Source material.
//! Common test utilities for ChatCore integration tests
//!
//! - `ScriptedApi`: in-process message history answering page queries
//! - `ScriptedEngine` / `EngineHandle`: transport engine played by the test
//! - JSON frame builders for the chat wire format

#![allow(dead_code)]

use async_trait::async_trait;
use chatcore::*;
use chatsocket::{EngineEvent, EngineEventSink, WebSocketEngine, WsMessage};
use chrono::{DateTime, TimeZone, Utc};
use parking_lot::Mutex;
use serde_json::json;
use std::sync::Arc;
use std::time::Duration;
use tokio::sync::Semaphore;

/// Macro for verbose test output (controlled by TEST_VERBOSE env var)
#[macro_export]
macro_rules! verbose_println {
    ($($arg:tt)*) => {
        if std::env::var("TEST_VERBOSE").is_ok() {
            println!($($arg)*);
        }
    };
}

pub fn general() -> ChannelId {
    ChannelId::new("messaging", "general")
}

pub fn at(seconds: i64) -> DateTime<Utc> {
    Utc.timestamp_opt(1_700_000_000 + seconds, 0).unwrap()
}

pub fn message_id(index: usize) -> String {
    format!("m{:03}", index)
}

pub fn message(index: usize) -> Message {
    let mut message = Message::new(message_id(index), format!("message {}", index), at(index as i64));
    message.cid = Some(general());
    message.user = Some(User::new("alice"));
    message
}

/// `count` messages ordered oldest to newest
pub fn history(count: usize) -> Vec<Message> {
    (0..count).map(message).collect()
}

pub fn ids(messages: &[Message]) -> Vec<String> {
    messages.iter().map(|m| m.id.clone()).collect()
}

// ============================================================================
// Scripted REST collaborator
// ============================================================================

#[derive(Default)]
struct ApiState {
    history: Vec<Message>,
    requests: Vec<MessagesPagination>,
    failures: usize,
    connection_id: Option<String>,
}

/// Answers page queries from an in-memory history, like the server would
#[derive(Clone)]
pub struct ScriptedApi {
    inner: Arc<Mutex<ApiState>>,
    gate: Arc<Semaphore>,
}

impl ScriptedApi {
    pub fn new(history: Vec<Message>) -> Self {
        Self {
            inner: Arc::new(Mutex::new(ApiState {
                history,
                ..Default::default()
            })),
            gate: Arc::new(Semaphore::new(Semaphore::MAX_PERMITS)),
        }
    }

    /// Hold every response until `release` is called
    pub fn gated(history: Vec<Message>) -> Self {
        Self {
            gate: Arc::new(Semaphore::new(0)),
            ..Self::new(history)
        }
    }

    pub fn release(&self, responses: usize) {
        self.gate.add_permits(responses);
    }

    pub fn fail_next(&self, count: usize) {
        self.inner.lock().failures = count;
    }

    pub fn push(&self, message: Message) {
        self.inner.lock().history.push(message);
    }

    pub fn requests(&self) -> Vec<MessagesPagination> {
        self.inner.lock().requests.clone()
    }

    pub fn connection_id(&self) -> Option<String> {
        self.inner.lock().connection_id.clone()
    }

    fn page(history: &[Message], pagination: &MessagesPagination) -> Vec<Message> {
        let size = pagination.page_size;
        let position = |id: &str| history.iter().position(|m| m.id == id);

        match &pagination.parameter {
            None => history[history.len().saturating_sub(size)..].to_vec(),
            Some(PaginationParameter::LessThan(id)) => {
                let end = position(id).unwrap_or(0);
                history[end.saturating_sub(size)..end].to_vec()
            }
            Some(PaginationParameter::GreaterThan(id)) => {
                let start = position(id).map(|i| i + 1).unwrap_or(history.len());
                history[start..(start + size).min(history.len())].to_vec()
            }
            Some(PaginationParameter::Around(id)) => {
                let Some(anchor) = position(id) else {
                    return history[..size.min(history.len())].to_vec();
                };
                let after_available = history.len() - anchor - 1;
                let mut before = (size / 2).min(anchor);
                let after = (size - 1 - before).min(after_available);
                // Fill the window from the other side near the edges
                before = (size - 1 - after).min(anchor);
                history[anchor - before..=anchor + after].to_vec()
            }
        }
    }
}

#[async_trait]
impl ChatApi for ScriptedApi {
    async fn query_messages(
        &self,
        _cid: &ChannelId,
        pagination: &MessagesPagination,
    ) -> chatcore::infrastructure::api::Result<Vec<Message>> {
        let permit = self.gate.acquire().await.expect("gate closed");
        permit.forget();

        let mut state = self.inner.lock();
        state.requests.push(pagination.clone());
        if state.failures > 0 {
            state.failures -= 1;
            return Err(ApiError::Status {
                status: 503,
                message: "unavailable".to_string(),
            });
        }
        Ok(Self::page(&state.history, pagination))
    }

    fn set_connection_id(&self, connection_id: Option<String>) {
        self.inner.lock().connection_id = connection_id;
    }
}

// ============================================================================
// Scripted transport engine
// ============================================================================

#[derive(Default)]
struct EngineState {
    sink: Option<EngineEventSink>,
    connects: usize,
    disconnects: Vec<u16>,
}

/// Test-side handle onto a `ScriptedEngine`
#[derive(Clone, Default)]
pub struct EngineHandle {
    inner: Arc<Mutex<EngineState>>,
}

impl EngineHandle {
    pub fn connects(&self) -> usize {
        self.inner.lock().connects
    }

    pub fn disconnects(&self) -> Vec<u16> {
        self.inner.lock().disconnects.clone()
    }

    pub fn emit(&self, event: EngineEvent) {
        let sink = self.inner.lock().sink.clone().expect("engine was never connected");
        assert!(sink.send(event), "client task is gone");
    }

    pub fn emit_json(&self, frame: serde_json::Value) {
        self.emit(EngineEvent::Message(WsMessage::Text(frame.to_string())));
    }

    /// Complete the handshake and authenticate as `user_id`
    pub fn establish(&self, connection_id: &str, user_id: &str) {
        self.emit(EngineEvent::Connected);
        self.emit_json(health_check_frame(connection_id, user_id));
    }
}

/// Engine that answers pings and lets the test play the server
pub struct ScriptedEngine {
    handle: EngineHandle,
}

impl ScriptedEngine {
    pub fn new(handle: &EngineHandle) -> Self {
        Self {
            handle: handle.clone(),
        }
    }
}

impl WebSocketEngine for ScriptedEngine {
    fn connect(&mut self, sink: EngineEventSink) {
        let mut state = self.handle.inner.lock();
        state.connects += 1;
        state.sink = Some(sink);
    }

    fn disconnect(&mut self, code: u16) {
        self.handle.inner.lock().disconnects.push(code);
    }

    fn send(&mut self, _message: WsMessage) {}

    fn send_ping(&mut self) {
        if let Some(sink) = &self.handle.inner.lock().sink {
            sink.send(EngineEvent::Pong);
        }
    }
}

// ============================================================================
// Wire frames
// ============================================================================

pub fn health_check_frame(connection_id: &str, user_id: &str) -> serde_json::Value {
    json!({
        "type": "health.check",
        "connection_id": connection_id,
        "me": {"id": user_id},
        "created_at": "2024-03-01T10:00:00Z"
    })
}

pub fn message_new_frame(message: &Message) -> serde_json::Value {
    json!({
        "type": "message.new",
        "cid": general().to_string(),
        "created_at": message.created_at,
        "message": message,
        "user": message.user,
        "watcher_count": 2,
        "unread_count": 1,
        "total_unread_count": 3
    })
}

pub fn message_updated_frame(message: &Message) -> serde_json::Value {
    json!({
        "type": "message.updated",
        "cid": general().to_string(),
        "message": message,
        "user": message.user
    })
}

pub fn reaction_new_frame(message: &Message, kind: &str, user_id: &str) -> serde_json::Value {
    json!({
        "type": "reaction.new",
        "cid": general().to_string(),
        "message": message,
        "reaction": {"message_id": message.id, "type": kind, "user": {"id": user_id}},
        "user": {"id": user_id}
    })
}

pub fn message_deleted_frame(message: &Message) -> serde_json::Value {
    json!({
        "type": "message.deleted",
        "cid": general().to_string(),
        "message": message
    })
}

pub fn reaction_deleted_frame(message: &Message, kind: &str, user_id: &str) -> serde_json::Value {
    let mut frame = reaction_new_frame(message, kind, user_id);
    frame["type"] = json!("reaction.deleted");
    frame
}

pub fn typing_frame(user_id: &str) -> serde_json::Value {
    json!({
        "type": "typing.start",
        "cid": general().to_string(),
        "user": {"id": user_id}
    })
}

pub fn event_for(frame: serde_json::Value) -> ChatEvent {
    ChatEvent::from_value(&frame).expect("frame decodes")
}

/// Poll `condition` until it holds or `timeout` passes
pub async fn wait_for<F: FnMut() -> bool>(timeout: Duration, mut condition: F) -> bool {
    let deadline = tokio::time::Instant::now() + timeout;
    while tokio::time::Instant::now() < deadline {
        if condition() {
            return true;
        }
        tokio::time::sleep(Duration::from_millis(10)).await;
    }
    condition()
}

What this task involves. Only the number should be given: how many lines in the data contain the string "transport".

Answer box. 2